LSU Museum of Natural Science director Christopher Austin

“A lot of my research focus is on the island of New Guinea. It’s the largest, tallest tropical island in the world, just north of Australia. And it’s a biodiversity hotspot. It’s less than 1% of the world’s land area, but it’s predicted to have 5-7% of the world’s biodiversity. Its main mountain range is about 5 million years old, and from a biology and geology standpoint, that’s super, super young. And yet, it has a ton of biodiversity. As opposed to a place like the Amazon, which also has lots of biodiversity but has been very, very geologically consistent over the course of more than 55 million years. So it’s sort of a conundrum about why there’s so much biodiversity on this island.”

The green-blooded lizard

“There are lizards from New Guinea that have green blood. Their bones are green, their muscles are green, their heart is green, and their tongue is green. The lining of their mouth is green, as well.

So, what the heck is going on with these lizards?

They have so much green pigment in their blood it overshadows the crimson-red color. It’s a biopigment called biliverdin that causes jaundice in all vertebrates.

You have biliverdin in your blood right now, but not very much. Your liver is like the oil filter of your car, and if you’re healthy, it is filtering those biopigments out.
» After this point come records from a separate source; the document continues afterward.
//! The structures and functions for configuration. Must be accessible to main.

use serde::{Deserialize, Serialize};

/// The overall options.
pub struct CiteConfig<'a> {
    pub command: CiteCommand<'a>,
    pub style: Style,
    pub repository: Option<&'a str>,
    pub user_journals: Option<&'a str>,
}

impl CiteConfig<'_> {
    pub fn new<'a>(
        command: CiteCommand<'a>,
        style: Style,
        repository: Option<&'a str>,
        user_journals: Option<&'a str>,
    ) -> CiteConfig<'a> {
        CiteConfig {
            command,
            style,
            repository,
            user_journals,
        }
    }
}

/// The types of subcommands.
#[derive(Debug, PartialEq, Eq)]
pub enum CiteCommand<'a> {
    /// Validate a full citation, with an optional quote and pincite.
    Check(&'a str, Option<&'a str>, Option<&'a str>),
    /// Validate, and try one repair if that fails.
    Fix(&'a str),
    /// Match text against one citation kind's grammar.
    Kind(&'a str, &'a str),
    /// Index every case citation in a file.
    Document(&'a str),
    /// Index a file, then resolve a short citation against it.
    Resolve(&'a str, &'a str),
    /// Format a quotation followed by its citation.
    Quote(&'a str, &'a str),
    NewUserJournalFile,
}

/// How emphasized text is marked.
#[derive(Copy, Clone, Debug, PartialEq, Eq, Default, Serialize, Deserialize)]
#[serde(rename_all = "snake_case")]
pub enum Style {
    /// `<i>text</i>`
    #[default]
    Italic,
    /// `__text__`
    Underline,
}

impl Style {
    pub fn emphasize(&self, text: &str) -> String {
        match self {
            Style::Italic => format!("<i>{}</i>", text),
            Style::Underline => format!("__{}__", text),
        }
    }
}
//! The structured form of a parsed citation.

use super::grammar::{CitationKind, Fields, RuleMatch};
use lazy_static::lazy_static;
use regex::Regex;
use serde::{Deserialize, Serialize};

lazy_static! {
    /// A single `volume reporter page` triple inside a run of parallel cites.
    static ref PARALLEL: Regex =
        Regex::new(r"(?P<volume>\d+)\s+(?P<reporter>[^,]+?)\s+(?P<page>\d+)\b").unwrap();
}

/// A parallel citation to the same decision in another reporter.
#[derive(Debug, Clone, PartialEq, Eq, PartialOrd, Ord, Hash, Serialize, Deserialize)]
pub struct ParallelCite {
    pub volume: String,
    pub reporter: String,
    pub page: String,
}

/// A parsed citation: the captured fields plus any parallel citations.
///
/// Records are built by the grammar and not changed afterwards, except that a
/// case name may be replaced once by its normalized form (see
/// [`CitationRecord::with_case_name`]).
#[derive(Debug, Clone, PartialEq, Eq, Serialize)]
pub struct CitationRecord {
    pub kind: CitationKind,
    pub rule: String,
    fields: Fields,
    parallels: Vec<ParallelCite>,
}

impl CitationRecord {
    /// Build a record from a grammar match.
    ///
    /// The raw `parallels` capture, if any, is split into [`ParallelCite`]s;
    /// empty captures are dropped.
    pub fn from_match(kind: CitationKind, rule_match: RuleMatch) -> CitationRecord {
        let mut fields = rule_match.fields;
        let parallels = match fields.remove("parallels") {
            Some(raw) => PARALLEL
                .captures_iter(&raw)
                .map(|caps| ParallelCite {
                    volume: caps["volume"].to_string(),
                    reporter: caps["reporter"].to_string(),
                    page: caps["page"].to_string(),
                })
                .collect(),
            None => Vec::new(),
        };
        fields.retain(|_, v| !v.is_empty());

        CitationRecord {
            kind,
            rule: rule_match.rule.to_string(),
            fields,
            parallels,
        }
    }

    /// Build a record from loose fields, e.g. for a short-form request on a
    /// source that was never parsed.
    pub fn from_fields(kind: CitationKind, fields: &[(&str, &str)]) -> CitationRecord {
        CitationRecord {
            kind,
            rule: "manual".to_string(),
            fields: fields
                .iter()
                .filter(|(_, v)| !v.is_empty())
                .map(|(k, v)| (k.to_string(), v.to_string()))
                .collect(),
            parallels: Vec::new(),
        }
    }

    pub fn with_parallels(mut self, parallels: Vec<ParallelCite>) -> CitationRecord {
        self.parallels = parallels;
        self
    }

    /// Replace the case name.
    pub fn with_case_name(mut self, case_name: String) -> CitationRecord {
        self.fields.insert("case_name".to_string(), case_name);
        self
    }

    pub fn get(&self, field: &str) -> Option<&str> {
        self.fields.get(field).map(String::as_str)
    }

    pub fn fields(&self) -> &Fields {
        &self.fields
    }

    pub fn parallels(&self) -> &[ParallelCite] {
        &self.parallels
    }

    pub fn case_name(&self) -> Option<&str> {
        self.get("case_name")
    }

    pub fn volume(&self) -> Option<&str> {
        self.get("volume")
    }

    pub fn reporter(&self) -> Option<&str> {
        self.get("reporter")
    }

    pub fn page(&self) -> Option<&str> {
        self.get("page")
    }

    pub fn pinpoint(&self) -> Option<&str> {
        self.get("pinpoint")
    }

    pub fn court(&self) -> Option<&str> {
        self.get("court")
    }

    pub fn year(&self) -> Option<&str> {
        self.get("year")
    }

    /// The `volume_reporter_page` key used to index documents.
    pub fn composite_key(&self) -> Option<String> {
        Some(format!(
            "{}_{}_{}",
            self.volume()?,
            self.reporter()?,
            self.page()?
        ))
    }
}
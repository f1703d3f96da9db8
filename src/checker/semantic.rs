//! Semantic checks: reporter/court compatibility, pincites, and quotations.
//!
//! Court levels are found by keyword matching in a fixed priority order. The
//! order matters (a court string can contain more than one keyword), so it
//! must not be rearranged.

use super::{
    record::CitationRecord,
    repository::{CaseRepository, RepositoryRecord},
    tables::{COURT_REPORTERS, REPORTERS, SIGNALS, STATE_REPORTERS},
};
use crate::error::SemanticError;
use lazy_static::lazy_static;
use regex::Regex;
use similar::TextDiff;
use slog::{debug, trace};
use std::cmp::Reverse;

lazy_static! {
    /// Starred signals, e.g. `*See*`, inside a quotation.
    static ref STARRED_SIGNAL: Regex = {
        let mut signals: Vec<String> = SIGNALS.iter().map(|s| regex::escape(s)).collect();
        signals.sort_by_key(|s| Reverse(s.len()));
        Regex::new(&format!(r"(?i)\*({})\*", signals.join("|"))).unwrap()
    };
}

/// Federal court levels.
#[derive(Copy, Clone, Debug, PartialEq, Eq)]
pub enum FederalLevel {
    SupremeCourt,
    FederalClaims,
    TaxCourt,
    CourtOfAppeals,
    DistrictCourts,
    MilitaryService,
    VeteransAppeals,
    Unknown,
}

impl FederalLevel {
    /// The key used in the court-reporter table.
    pub fn label(&self) -> &'static str {
        match self {
            FederalLevel::SupremeCourt => "Supreme Court",
            FederalLevel::FederalClaims => "Court of Federal Claims",
            FederalLevel::TaxCourt => "Tax Court",
            FederalLevel::CourtOfAppeals => "Court of Appeals",
            FederalLevel::DistrictCourts => "District Courts",
            FederalLevel::MilitaryService => "Military Service",
            FederalLevel::VeteransAppeals => "Veterans' Appeals",
            FederalLevel::Unknown => "Unknown",
        }
    }
}

/// Map a court string to a federal level. `None` for an empty court.
pub fn federal_level(court: &str) -> Option<FederalLevel> {
    if court.is_empty() {
        return None;
    }

    let court = court.to_lowercase();
    let level = if court.contains("supreme") {
        FederalLevel::SupremeCourt
    } else if court.contains("ct. cl.") {
        FederalLevel::FederalClaims
    } else if court.contains("t.c.") {
        FederalLevel::TaxCourt
    } else if court.contains("cir") {
        FederalLevel::CourtOfAppeals
    } else if court.contains("f.r.d.") || court.contains("district") {
        FederalLevel::DistrictCourts
    } else if court.contains("m.j.") {
        FederalLevel::MilitaryService
    } else if court.contains("vet. app.") {
        FederalLevel::VeteransAppeals
    } else {
        FederalLevel::Unknown
    };

    Some(level)
}

/// Map a reporter to a state court level.
pub fn state_level(reporter: &str) -> Option<&'static str> {
    if reporter.starts_with("Cal. App.") {
        return Some("California Appellate");
    }
    if reporter.starts_with("Cal. Rptr.") {
        return Some("California");
    }
    if reporter == "N.Y.2d" || reporter == "N.Y.3d" {
        return Some("New York Appellate");
    }
    if reporter == "N.Y." || reporter == "N.Y.S." {
        return Some("New York");
    }

    STATE_REPORTERS
        .iter()
        .find(|(_, reporters)| reporters.contains(&reporter))
        .map(|(state, _)| *state)
}

fn state_reporters(level: &str) -> Option<&'static [&'static str]> {
    STATE_REPORTERS
        .iter()
        .find(|(state, _)| *state == level)
        .map(|(_, reporters)| *reporters)
}

/// The reporter must be one the grammar knows.
pub fn check_reporter_allowed(reporter: &str) -> Result<(), SemanticError> {
    if REPORTERS.contains(&reporter) {
        Ok(())
    } else {
        Err(SemanticError::ReporterNotAllowed {
            reporter: reporter.to_string(),
        })
    }
}

/// The reporter must belong to the citing court's level.
///
/// A court that maps to no known federal level and a reporter that maps to no
/// state pass unchecked.
pub fn check_reporter_court(record: &CitationRecord) -> Result<(), SemanticError> {
    let court = record.court().unwrap_or("");
    let reporter = record.reporter().unwrap_or("");

    let not_for_court = |level: &str, allowed: &[&str]| SemanticError::ReporterNotForCourt {
        reporter: reporter.to_string(),
        level: level.to_string(),
        allowed: allowed.iter().map(|r| r.to_string()).collect(),
    };

    match federal_level(court) {
        Some(level) if level != FederalLevel::Unknown => {
            trace!(slog_scope::logger(), "federal level: {:?}", level);
            if let Some(allowed) = COURT_REPORTERS.get(level.label()) {
                if !allowed.contains(&reporter) {
                    return Err(not_for_court(
                        &format!("federal {}", level.label()),
                        allowed,
                    ));
                }
            }
            Ok(())
        }
        _ => {
            if let Some(level) = state_level(reporter) {
                trace!(slog_scope::logger(), "state level: {}", level);
                if let Some(allowed) = state_reporters(level) {
                    if !allowed.contains(&reporter) {
                        return Err(not_for_court(level, allowed));
                    }
                }
            }
            Ok(())
        }
    }
}

/// Look the citation up in the repository, checking the pincite if there is
/// one.
pub fn check_pincite(
    repository: &dyn CaseRepository,
    record: &CitationRecord,
    pincite: Option<&str>,
) -> Result<RepositoryRecord, SemanticError> {
    debug!(slog_scope::logger(), "Checking pincite {:?}...", pincite);
    let found = repository.fetch(
        record.volume().unwrap_or(""),
        record.reporter().unwrap_or(""),
        record.page().unwrap_or(""),
        pincite,
    )?;

    found.ok_or(SemanticError::CitationNotFound)
}

/// Strip starred signals from a quotation.
pub fn remove_signals(quote: &str) -> String {
    STARRED_SIGNAL.replace_all(quote, "").trim().to_string()
}

/// The quotation must be close enough to the source text.
///
/// Short quotations (under 50 characters) need a similarity ratio above 0.3;
/// longer ones above 0.6.
pub fn check_quote(quote: &str, source_text: &str) -> Result<(), SemanticError> {
    let cleaned = remove_signals(quote);
    let ratio = TextDiff::from_chars(cleaned.as_str(), source_text).ratio();
    let threshold = if cleaned.chars().count() < 50 { 0.3 } else { 0.6 };
    trace!(
        slog_scope::logger(),
        "quote ratio {} against threshold {}",
        ratio,
        threshold
    );

    if ratio > threshold {
        Ok(())
    } else {
        Err(SemanticError::QuoteMismatch)
    }
}
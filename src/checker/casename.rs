//! Case-name omissions and abbreviations.

use super::tables::WORD_ABBREVIATIONS;
use lazy_static::lazy_static;
use regex::{Captures, Regex};
use slog::trace;

lazy_static! {
    static ref LEADING_THE: Regex = Regex::new(r"(?i)^The\s+").unwrap();
    static ref DESCRIPTOR: Regex =
        Regex::new(r"(?i)\b(?:Trustee|Executor|Administrator|Administratrix)\b.*").unwrap();
    static ref STATE_OF: Regex = Regex::new(r"(?i)\bState of\s+").unwrap();
    static ref CITY_OF: Regex = Regex::new(r"(?i)\bCity of\s+").unwrap();
    static ref LOCATIONAL: Regex =
        Regex::new(r"(?i)\b(?:of|County|Township|Village|District)\s+[A-Za-z.' ]+").unwrap();
    static ref USA: Regex = Regex::new(r"(?i)United States of America").unwrap();
    static ref CORPORATE: Regex = Regex::new(r"\b(?:Co|Corp|Ass'n)\b").unwrap();
    static ref ENTITY_SUFFIX: Regex = Regex::new(r"\b(?:Inc|Ltd|N\.A\.|F\.S\.B\.),?\s*").unwrap();
    static ref WORD: Regex = Regex::new(r"\b[A-Za-z][A-Za-z'.]*\b").unwrap();
}

/// Reduce a full case name to its citable form.
///
/// The rewrites run in a fixed order, each on the output of the one before:
///
/// 1. drop a leading "The"
/// 2. keep only the text before the first comma (for both parties of an
///    "A v. B" name, and for "In re" names)
/// 3. drop trustee, executor, and administrator descriptors and what follows
/// 4. "State of X" becomes "State X"
/// 5. drop "City of" unless it opens the name
/// 6. drop locational phrases ("of ...", "County ...", and the like)
/// 7. "United States of America" becomes "United States"
/// 8. keep only the last word of each multi-word party in "A v. B"
/// 9. with a corporate marker present, drop entity suffixes like "Inc"
pub fn normalize(raw: &str) -> String {
    let mut name = LEADING_THE.replace(raw, "").into_owned();

    name = first_clause(&name).to_string();
    if let Some((left, right)) = name.split_once(" v. ") {
        name = format!("{} v. {}", first_clause(left), first_clause(right));
    }
    if name.to_lowercase().starts_with("in re") {
        name = first_clause(&name).to_string();
    }

    name = DESCRIPTOR.replace(&name, "").trim().to_string();
    name = STATE_OF.replace_all(&name, "State ").into_owned();
    name = CITY_OF
        .replace_all(&name, |caps: &Captures| match caps.get(0) {
            Some(m) if m.start() == 0 => m.as_str().to_string(),
            _ => String::new(),
        })
        .into_owned();

    // Applied to each party separately so a phrase never runs across the "v."
    name = match name.split_once(" v. ") {
        Some((left, right)) => format!(
            "{} v. {}",
            LOCATIONAL.replace_all(left, "").trim(),
            LOCATIONAL.replace_all(right, "").trim()
        ),
        None => LOCATIONAL.replace_all(&name, "").into_owned(),
    };

    name = USA.replace_all(&name, "United States").into_owned();

    if let Some((left, right)) = name.split_once(" v. ") {
        name = format!("{} v. {}", last_word(left), last_word(right));
    }

    if CORPORATE.is_match(&name) {
        name = ENTITY_SUFFIX.replace_all(&name, "").into_owned();
    }

    let name = name.trim().to_string();
    trace!(slog_scope::logger(), "case name {:?} -> {:?}", raw, name);
    name
}

/// Replace whole words with their standard party-name abbreviations, e.g.
/// "Board of Education" becomes "Bd. of Educ.".
pub fn abbreviate(name: &str) -> String {
    WORD
        .replace_all(name, |caps: &Captures| {
            let word = &caps[0];
            WORD_ABBREVIATIONS
                .get(word)
                .copied()
                .unwrap_or(word)
                .to_string()
        })
        .into_owned()
}

fn first_clause(text: &str) -> &str {
    text.split(',').next().unwrap_or(text).trim()
}

fn last_word(party: &str) -> &str {
    party.split_whitespace().last().unwrap_or(party)
}

#[cfg(test)]
mod tests {
    use super::*;

    #[test]
    fn simple_names_are_unchanged() {
        assert_eq!(normalize("Brown v. Board"), "Brown v. Board");
        assert_eq!(normalize("Alpha v. Beta"), "Alpha v. Beta");
    }

    #[test]
    fn leading_the_and_commas() {
        assert_eq!(normalize("The Foo v. Bar"), "Foo v. Bar");
        assert_eq!(normalize("Foo v. Bar, Inc."), "Foo v. Bar");
        assert_eq!(normalize("In re Smith, Debtor"), "In re Smith");
    }

    #[test]
    fn descriptors_are_dropped() {
        assert_eq!(normalize("Jones, Trustee v. Smith"), "Jones");
        assert_eq!(normalize("Estate of Kim Executor"), "Estate");
    }

    #[test]
    fn individuals_keep_last_names() {
        assert_eq!(normalize("John Smith v. Jane Doe"), "Smith v. Doe");
    }

    #[test]
    fn locational_phrases() {
        assert_eq!(normalize("Brown v. Board of Education"), "Brown v. Board");
        assert_eq!(normalize("Board of Ed v. Smith"), "Board v. Smith");
        assert_eq!(normalize("Brown v. Bd. of Educ."), "Brown v. Bd.");
        assert_eq!(normalize("Bd. of Trs. of Univ. v. Garrett"), "Bd. v. Garrett");
    }

    #[test]
    fn state_and_city() {
        assert_eq!(normalize("State of Texas"), "State Texas");
        assert_eq!(normalize("Smith v. City of Boston"), "Smith v. Boston");
    }

    #[test]
    fn corporate_suffixes() {
        assert_eq!(normalize("Acme Co Inc"), "Acme Co");
        assert_eq!(normalize("Acme Inc"), "Acme Inc");
    }

    #[test]
    fn word_abbreviations() {
        assert_eq!(abbreviate("Board of Education"), "Bd. of Educ.");
        assert_eq!(
            abbreviate("National Railroad Corporation"),
            "Nat'l R.R. Corp."
        );
        assert_eq!(abbreviate("Smith v. Jones"), "Smith v. Jones");
    }
}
But these lizards have concentrations of biopigments in their blood, that if you or if I had them, we would be dead.

One of the things my lab is working on is piecing together the story of these green-blooded lizards and trying to understand why they aren’t dead.”

The world’s smallest vertebrate

“In 2009, I did an expedition to the south coast of New Guinea, and we collected a new species of frog. It turned out to be the smallest vertebrate in the world. Adults are 7.7 millimeters in length, on average. That’s really, really tiny.

What’s cool about these frogs is that they don’t sound like frogs. They sound like insects, and that’s why the species had gone undetected for 100-plus years. When herpetologists walked in the forests at night, they heard these things and thought they were crickets or insects, not frogs.

All amphibians are highly susceptible to water loss. And when they’re as tiny as these micro-frogs, they would dry up if you put them in the sun.

Up until our 2012 publication about these frogs, the smallest known vertebrate in the world was a fish. Of course, fish live in water, and they don’t have to worry about drying out.

And so it’s really interesting that these frogs have evolved into a habitat that presumably has been stable enough, from a water perspective, that they can survive there.”